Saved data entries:
---*---

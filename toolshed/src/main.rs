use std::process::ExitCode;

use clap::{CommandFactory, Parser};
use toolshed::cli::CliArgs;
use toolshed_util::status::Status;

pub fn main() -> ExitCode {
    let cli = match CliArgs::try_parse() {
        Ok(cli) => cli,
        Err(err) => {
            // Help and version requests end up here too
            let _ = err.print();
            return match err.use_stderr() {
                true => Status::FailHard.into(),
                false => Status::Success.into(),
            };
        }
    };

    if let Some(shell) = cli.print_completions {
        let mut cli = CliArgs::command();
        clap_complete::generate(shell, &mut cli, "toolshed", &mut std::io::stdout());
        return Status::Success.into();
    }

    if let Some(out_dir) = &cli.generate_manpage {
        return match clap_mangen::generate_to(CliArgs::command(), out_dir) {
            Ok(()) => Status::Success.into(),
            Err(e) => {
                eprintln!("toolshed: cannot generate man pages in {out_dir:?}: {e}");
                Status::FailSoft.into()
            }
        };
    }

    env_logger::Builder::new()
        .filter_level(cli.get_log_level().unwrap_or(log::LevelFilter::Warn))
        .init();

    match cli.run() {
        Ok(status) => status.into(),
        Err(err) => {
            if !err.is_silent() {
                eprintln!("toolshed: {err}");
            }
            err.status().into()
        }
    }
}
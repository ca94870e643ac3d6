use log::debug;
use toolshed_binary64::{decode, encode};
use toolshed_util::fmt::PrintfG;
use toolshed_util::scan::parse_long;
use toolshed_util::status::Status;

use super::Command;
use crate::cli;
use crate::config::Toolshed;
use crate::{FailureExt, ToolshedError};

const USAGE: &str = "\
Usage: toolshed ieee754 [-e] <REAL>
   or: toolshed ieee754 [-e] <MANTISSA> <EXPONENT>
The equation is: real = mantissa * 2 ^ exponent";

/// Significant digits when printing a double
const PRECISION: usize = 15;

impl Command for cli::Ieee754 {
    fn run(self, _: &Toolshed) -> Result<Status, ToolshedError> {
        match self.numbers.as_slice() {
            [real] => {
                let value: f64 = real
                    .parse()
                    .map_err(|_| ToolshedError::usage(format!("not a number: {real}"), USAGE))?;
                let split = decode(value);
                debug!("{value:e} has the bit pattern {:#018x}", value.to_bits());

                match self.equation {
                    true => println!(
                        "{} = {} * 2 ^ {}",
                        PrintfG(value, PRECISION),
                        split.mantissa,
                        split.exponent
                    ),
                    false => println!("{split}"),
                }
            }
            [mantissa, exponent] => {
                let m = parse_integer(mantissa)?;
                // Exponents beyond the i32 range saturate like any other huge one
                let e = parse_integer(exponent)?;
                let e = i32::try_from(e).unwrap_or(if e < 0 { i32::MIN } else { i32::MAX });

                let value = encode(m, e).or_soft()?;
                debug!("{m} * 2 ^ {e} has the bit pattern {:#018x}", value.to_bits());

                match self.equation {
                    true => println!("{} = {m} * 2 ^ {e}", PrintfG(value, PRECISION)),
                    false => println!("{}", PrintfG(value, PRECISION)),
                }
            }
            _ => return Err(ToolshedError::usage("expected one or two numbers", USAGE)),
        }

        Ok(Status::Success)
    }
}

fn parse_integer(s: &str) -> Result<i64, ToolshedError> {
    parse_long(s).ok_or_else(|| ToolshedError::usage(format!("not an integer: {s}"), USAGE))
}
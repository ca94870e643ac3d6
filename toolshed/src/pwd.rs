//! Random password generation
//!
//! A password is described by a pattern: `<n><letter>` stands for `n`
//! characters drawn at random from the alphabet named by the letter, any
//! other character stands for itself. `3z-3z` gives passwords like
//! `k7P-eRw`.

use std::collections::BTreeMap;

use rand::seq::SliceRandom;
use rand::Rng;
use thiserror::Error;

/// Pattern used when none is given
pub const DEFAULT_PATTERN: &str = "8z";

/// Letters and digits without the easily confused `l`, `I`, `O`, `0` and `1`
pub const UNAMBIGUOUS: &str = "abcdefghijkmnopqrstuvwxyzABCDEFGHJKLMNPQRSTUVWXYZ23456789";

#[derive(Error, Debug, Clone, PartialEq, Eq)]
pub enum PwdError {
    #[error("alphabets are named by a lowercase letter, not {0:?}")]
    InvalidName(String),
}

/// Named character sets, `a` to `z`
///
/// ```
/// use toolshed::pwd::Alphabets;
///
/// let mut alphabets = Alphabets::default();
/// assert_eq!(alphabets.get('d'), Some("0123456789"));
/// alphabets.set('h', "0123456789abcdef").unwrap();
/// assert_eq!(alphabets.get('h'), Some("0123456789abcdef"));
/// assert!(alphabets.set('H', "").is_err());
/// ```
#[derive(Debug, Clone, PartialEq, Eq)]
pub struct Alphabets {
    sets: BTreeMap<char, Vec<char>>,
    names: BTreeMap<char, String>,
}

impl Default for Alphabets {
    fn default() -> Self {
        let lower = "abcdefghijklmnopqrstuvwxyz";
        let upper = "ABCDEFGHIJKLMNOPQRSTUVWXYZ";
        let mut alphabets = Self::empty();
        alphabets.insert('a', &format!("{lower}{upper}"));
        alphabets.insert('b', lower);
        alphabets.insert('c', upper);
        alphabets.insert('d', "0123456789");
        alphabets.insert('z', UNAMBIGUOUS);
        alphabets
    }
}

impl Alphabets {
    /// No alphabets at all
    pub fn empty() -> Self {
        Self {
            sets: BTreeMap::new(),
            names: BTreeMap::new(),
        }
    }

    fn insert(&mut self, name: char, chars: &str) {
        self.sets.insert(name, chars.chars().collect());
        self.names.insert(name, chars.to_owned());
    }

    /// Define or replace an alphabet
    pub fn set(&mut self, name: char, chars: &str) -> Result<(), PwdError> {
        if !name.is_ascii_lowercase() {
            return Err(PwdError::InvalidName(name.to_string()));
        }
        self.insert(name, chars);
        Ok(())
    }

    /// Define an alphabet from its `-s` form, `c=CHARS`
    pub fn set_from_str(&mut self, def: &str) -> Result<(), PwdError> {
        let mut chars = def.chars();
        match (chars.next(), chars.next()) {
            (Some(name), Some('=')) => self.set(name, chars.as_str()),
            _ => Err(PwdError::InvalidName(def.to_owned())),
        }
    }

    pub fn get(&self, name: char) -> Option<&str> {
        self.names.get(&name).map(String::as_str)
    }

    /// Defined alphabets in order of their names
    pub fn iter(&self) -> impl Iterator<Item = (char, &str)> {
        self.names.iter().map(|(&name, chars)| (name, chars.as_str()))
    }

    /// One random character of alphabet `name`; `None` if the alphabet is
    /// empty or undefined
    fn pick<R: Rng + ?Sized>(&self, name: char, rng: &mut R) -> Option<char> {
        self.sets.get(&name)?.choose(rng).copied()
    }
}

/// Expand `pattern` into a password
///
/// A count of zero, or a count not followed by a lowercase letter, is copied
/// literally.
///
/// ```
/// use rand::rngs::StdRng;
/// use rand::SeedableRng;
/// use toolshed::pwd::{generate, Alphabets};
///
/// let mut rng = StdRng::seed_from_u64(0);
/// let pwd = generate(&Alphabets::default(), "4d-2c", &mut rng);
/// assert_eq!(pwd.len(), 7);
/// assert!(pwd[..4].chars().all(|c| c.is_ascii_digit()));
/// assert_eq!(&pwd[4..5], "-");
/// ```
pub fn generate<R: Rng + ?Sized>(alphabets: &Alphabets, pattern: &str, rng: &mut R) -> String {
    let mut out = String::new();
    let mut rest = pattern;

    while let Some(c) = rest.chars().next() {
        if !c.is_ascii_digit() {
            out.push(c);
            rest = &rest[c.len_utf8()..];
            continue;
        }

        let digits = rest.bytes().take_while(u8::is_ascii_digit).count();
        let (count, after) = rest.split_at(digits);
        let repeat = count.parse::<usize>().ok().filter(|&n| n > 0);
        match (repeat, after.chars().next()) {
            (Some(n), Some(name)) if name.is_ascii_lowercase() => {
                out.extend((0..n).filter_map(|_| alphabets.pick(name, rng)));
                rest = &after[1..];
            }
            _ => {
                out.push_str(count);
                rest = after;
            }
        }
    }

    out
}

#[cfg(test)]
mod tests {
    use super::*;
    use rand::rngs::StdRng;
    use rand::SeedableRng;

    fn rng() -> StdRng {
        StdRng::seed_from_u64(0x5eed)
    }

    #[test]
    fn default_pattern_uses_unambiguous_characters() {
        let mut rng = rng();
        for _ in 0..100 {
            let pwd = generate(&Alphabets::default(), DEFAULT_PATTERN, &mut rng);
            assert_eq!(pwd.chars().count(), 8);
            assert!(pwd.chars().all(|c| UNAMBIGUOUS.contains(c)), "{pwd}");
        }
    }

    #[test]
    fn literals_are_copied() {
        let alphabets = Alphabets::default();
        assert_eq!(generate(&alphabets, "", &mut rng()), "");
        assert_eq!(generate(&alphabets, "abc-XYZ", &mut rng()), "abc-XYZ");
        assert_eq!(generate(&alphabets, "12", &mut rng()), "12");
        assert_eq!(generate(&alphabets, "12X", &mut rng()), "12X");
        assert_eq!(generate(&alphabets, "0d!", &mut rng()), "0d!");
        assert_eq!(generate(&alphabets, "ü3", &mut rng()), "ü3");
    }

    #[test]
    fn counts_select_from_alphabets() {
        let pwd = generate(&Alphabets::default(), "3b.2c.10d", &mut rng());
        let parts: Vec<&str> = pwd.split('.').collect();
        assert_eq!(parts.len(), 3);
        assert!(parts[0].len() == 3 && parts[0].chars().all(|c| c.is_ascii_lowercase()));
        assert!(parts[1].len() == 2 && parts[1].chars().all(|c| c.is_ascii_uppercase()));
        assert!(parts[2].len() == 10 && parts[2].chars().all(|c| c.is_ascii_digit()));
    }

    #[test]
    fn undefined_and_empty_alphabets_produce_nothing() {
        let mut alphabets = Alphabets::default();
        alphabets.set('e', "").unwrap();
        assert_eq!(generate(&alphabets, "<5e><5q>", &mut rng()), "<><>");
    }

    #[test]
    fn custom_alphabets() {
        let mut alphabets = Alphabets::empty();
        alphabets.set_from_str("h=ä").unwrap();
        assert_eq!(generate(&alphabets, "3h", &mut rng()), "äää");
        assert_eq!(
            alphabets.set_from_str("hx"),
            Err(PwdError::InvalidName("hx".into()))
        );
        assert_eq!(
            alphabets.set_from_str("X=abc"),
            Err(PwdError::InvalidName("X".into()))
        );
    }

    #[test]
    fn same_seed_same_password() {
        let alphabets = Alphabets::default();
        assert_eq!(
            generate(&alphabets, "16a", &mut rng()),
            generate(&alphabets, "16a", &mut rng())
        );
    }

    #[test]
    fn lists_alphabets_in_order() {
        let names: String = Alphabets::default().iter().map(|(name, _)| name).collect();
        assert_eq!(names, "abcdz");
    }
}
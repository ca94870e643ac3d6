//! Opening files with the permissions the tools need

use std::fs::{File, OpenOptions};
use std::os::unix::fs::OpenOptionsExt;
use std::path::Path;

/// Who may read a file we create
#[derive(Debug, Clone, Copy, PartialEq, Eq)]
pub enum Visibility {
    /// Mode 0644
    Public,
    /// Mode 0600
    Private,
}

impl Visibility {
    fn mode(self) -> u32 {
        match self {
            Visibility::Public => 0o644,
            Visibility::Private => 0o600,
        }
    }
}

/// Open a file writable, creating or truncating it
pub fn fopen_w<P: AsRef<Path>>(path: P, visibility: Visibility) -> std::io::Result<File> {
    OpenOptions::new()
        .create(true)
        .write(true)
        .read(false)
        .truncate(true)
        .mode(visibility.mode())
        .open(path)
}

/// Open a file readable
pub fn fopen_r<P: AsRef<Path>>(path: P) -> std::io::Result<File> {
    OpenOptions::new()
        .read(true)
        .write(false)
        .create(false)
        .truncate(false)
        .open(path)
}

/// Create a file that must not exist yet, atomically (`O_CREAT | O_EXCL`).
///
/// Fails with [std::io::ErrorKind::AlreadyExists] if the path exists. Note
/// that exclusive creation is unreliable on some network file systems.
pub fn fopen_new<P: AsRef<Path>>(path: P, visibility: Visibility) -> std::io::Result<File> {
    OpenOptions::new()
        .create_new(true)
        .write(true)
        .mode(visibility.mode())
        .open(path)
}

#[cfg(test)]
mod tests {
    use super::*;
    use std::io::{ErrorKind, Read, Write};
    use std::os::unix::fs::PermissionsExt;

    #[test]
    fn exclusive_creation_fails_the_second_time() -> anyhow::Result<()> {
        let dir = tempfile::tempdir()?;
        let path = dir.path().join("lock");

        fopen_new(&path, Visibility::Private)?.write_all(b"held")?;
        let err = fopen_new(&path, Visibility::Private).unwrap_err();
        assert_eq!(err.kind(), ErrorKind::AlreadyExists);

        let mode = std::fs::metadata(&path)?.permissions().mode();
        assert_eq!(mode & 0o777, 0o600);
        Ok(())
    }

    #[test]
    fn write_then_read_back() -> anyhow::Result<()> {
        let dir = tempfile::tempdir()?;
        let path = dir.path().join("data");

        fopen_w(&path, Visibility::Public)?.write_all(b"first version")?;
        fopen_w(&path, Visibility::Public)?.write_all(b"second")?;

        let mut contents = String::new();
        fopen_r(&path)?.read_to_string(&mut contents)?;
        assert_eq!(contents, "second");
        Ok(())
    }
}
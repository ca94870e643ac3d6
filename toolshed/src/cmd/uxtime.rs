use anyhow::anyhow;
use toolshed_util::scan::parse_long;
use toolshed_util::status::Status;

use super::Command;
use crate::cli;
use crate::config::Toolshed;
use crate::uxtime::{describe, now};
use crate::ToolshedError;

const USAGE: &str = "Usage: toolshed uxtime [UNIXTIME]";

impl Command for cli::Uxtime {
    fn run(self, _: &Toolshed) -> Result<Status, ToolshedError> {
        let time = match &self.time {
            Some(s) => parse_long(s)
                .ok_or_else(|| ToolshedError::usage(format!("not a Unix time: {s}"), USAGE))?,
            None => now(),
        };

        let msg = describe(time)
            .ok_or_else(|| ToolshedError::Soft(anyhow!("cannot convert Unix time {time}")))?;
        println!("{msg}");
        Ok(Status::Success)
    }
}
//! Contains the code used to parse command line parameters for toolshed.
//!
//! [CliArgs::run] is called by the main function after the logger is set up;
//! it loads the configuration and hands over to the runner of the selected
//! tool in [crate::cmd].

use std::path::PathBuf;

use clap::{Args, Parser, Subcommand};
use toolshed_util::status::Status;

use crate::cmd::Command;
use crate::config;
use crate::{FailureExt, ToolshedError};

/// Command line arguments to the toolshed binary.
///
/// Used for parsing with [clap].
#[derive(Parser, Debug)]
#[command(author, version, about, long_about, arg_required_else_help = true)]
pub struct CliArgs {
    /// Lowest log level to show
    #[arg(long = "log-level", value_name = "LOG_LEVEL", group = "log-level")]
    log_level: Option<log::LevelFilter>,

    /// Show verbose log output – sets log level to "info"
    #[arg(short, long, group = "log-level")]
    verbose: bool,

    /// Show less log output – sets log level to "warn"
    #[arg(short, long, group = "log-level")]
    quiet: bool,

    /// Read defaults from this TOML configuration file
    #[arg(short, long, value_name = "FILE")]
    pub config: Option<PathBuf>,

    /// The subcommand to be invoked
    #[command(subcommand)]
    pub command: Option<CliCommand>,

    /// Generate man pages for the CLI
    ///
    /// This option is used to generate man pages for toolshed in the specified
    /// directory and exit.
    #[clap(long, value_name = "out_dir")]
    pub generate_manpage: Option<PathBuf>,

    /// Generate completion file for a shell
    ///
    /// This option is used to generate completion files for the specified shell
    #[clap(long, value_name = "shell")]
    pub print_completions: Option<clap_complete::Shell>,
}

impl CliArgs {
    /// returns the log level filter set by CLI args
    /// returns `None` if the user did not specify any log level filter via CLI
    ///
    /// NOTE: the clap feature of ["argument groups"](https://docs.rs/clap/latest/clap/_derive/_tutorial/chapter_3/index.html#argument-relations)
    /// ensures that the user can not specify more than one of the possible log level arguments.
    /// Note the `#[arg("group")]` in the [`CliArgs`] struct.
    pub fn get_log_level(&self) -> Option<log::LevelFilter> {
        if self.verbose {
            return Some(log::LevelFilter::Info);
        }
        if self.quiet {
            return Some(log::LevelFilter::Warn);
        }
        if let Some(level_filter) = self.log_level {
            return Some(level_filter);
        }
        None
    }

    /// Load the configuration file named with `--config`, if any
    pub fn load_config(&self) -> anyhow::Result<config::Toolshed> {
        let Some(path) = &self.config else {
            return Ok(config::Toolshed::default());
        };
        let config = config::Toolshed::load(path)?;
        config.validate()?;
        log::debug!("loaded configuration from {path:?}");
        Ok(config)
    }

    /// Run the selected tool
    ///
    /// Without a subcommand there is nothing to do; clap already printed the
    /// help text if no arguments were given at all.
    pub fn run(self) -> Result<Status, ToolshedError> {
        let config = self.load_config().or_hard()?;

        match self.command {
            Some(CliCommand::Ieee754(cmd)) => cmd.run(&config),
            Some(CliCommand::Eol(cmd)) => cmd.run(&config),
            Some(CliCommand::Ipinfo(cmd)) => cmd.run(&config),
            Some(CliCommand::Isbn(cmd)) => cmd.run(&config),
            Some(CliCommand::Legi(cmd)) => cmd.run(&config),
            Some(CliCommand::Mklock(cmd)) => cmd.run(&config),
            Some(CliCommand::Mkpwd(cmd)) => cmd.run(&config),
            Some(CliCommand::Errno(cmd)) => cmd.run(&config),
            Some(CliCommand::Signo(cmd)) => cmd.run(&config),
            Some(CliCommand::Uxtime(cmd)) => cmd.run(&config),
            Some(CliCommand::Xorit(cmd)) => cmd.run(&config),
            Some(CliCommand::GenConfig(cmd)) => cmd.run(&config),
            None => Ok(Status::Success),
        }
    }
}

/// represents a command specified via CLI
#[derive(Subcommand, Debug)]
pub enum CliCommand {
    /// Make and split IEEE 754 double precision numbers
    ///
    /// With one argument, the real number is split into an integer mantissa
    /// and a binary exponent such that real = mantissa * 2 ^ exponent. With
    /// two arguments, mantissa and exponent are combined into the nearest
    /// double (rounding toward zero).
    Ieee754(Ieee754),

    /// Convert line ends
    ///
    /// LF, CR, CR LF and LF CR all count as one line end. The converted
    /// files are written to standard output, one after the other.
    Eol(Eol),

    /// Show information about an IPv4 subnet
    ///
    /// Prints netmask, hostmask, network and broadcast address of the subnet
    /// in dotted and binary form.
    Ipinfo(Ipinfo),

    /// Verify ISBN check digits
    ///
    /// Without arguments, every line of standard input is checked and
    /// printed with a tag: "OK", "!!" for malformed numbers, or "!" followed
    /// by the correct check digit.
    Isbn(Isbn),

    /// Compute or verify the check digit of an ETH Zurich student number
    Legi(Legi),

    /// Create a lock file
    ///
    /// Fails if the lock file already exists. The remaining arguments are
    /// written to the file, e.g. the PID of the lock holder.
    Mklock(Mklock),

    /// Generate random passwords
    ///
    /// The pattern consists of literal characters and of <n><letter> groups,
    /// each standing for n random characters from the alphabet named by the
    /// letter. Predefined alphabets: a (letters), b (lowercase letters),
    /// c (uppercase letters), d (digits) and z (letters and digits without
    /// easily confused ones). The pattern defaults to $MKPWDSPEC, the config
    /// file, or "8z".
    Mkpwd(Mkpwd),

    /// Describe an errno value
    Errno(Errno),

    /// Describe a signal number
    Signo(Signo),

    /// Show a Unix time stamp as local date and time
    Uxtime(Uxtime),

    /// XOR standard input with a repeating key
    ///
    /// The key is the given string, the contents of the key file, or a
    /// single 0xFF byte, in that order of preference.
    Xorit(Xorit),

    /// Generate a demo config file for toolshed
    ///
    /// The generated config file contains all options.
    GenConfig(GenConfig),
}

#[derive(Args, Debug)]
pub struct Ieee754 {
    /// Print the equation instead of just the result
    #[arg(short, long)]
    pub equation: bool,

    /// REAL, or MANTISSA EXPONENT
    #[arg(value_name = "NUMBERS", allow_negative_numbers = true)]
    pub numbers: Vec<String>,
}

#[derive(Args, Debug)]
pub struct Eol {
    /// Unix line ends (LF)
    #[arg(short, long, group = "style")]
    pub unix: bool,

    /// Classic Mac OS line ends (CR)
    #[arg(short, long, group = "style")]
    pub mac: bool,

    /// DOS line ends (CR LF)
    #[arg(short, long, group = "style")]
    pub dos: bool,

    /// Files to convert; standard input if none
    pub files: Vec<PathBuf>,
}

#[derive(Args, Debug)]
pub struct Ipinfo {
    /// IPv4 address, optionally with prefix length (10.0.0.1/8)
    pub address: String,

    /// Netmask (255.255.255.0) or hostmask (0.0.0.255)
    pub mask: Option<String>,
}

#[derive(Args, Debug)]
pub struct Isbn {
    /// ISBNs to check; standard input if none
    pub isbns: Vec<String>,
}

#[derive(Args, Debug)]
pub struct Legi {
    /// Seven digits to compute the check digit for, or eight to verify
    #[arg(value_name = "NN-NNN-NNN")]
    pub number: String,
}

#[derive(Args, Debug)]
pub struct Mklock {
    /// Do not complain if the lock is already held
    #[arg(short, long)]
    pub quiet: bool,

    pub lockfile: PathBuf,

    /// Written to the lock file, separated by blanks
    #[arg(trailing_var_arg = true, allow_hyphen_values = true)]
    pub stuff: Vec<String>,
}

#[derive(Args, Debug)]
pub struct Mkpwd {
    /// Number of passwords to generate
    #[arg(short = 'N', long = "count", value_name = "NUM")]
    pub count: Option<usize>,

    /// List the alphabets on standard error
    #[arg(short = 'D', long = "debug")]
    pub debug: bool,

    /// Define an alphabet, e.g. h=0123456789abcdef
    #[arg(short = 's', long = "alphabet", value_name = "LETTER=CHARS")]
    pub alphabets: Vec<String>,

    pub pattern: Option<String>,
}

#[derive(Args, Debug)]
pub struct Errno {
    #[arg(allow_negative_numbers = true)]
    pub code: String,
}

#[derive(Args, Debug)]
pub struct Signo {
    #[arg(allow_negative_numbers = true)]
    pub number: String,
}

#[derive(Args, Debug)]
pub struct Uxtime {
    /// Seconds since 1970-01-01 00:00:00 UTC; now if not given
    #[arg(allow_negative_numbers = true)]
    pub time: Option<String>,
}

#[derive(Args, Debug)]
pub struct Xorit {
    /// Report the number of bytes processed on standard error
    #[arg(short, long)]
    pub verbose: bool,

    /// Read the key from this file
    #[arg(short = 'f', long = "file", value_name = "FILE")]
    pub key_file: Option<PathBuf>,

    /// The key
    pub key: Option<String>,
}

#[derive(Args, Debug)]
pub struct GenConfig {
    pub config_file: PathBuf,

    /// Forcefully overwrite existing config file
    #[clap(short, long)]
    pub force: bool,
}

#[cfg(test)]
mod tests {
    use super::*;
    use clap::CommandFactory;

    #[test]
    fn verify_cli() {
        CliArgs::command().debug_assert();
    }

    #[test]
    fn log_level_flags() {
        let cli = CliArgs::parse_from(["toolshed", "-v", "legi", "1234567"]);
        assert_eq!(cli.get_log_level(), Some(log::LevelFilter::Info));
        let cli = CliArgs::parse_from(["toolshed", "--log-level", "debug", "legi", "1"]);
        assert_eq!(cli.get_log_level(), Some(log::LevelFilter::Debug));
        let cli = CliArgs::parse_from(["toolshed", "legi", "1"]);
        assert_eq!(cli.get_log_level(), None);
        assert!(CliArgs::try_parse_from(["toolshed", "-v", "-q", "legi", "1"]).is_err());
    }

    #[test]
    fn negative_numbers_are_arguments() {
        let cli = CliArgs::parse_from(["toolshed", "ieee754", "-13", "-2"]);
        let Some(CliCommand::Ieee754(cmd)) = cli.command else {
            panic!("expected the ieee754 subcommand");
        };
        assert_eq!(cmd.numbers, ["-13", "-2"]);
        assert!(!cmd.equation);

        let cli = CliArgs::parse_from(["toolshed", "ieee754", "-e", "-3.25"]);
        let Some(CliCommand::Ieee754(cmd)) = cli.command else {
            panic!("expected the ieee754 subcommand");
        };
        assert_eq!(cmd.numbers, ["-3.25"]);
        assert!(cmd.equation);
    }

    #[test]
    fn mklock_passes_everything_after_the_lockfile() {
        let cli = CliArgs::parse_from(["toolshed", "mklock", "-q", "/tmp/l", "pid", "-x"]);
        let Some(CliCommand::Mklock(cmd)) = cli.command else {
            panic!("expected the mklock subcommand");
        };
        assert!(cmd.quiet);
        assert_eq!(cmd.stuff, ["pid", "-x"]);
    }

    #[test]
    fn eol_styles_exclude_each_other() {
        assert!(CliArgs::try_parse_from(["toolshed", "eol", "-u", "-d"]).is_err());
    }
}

---*---

Make a copy of each line in the records that has the word "Parser".

• [Exercise result]
use clap::{CommandFactory, Parser};
use clap::{Args, Parser, Subcommand};
#[derive(Parser, Debug)]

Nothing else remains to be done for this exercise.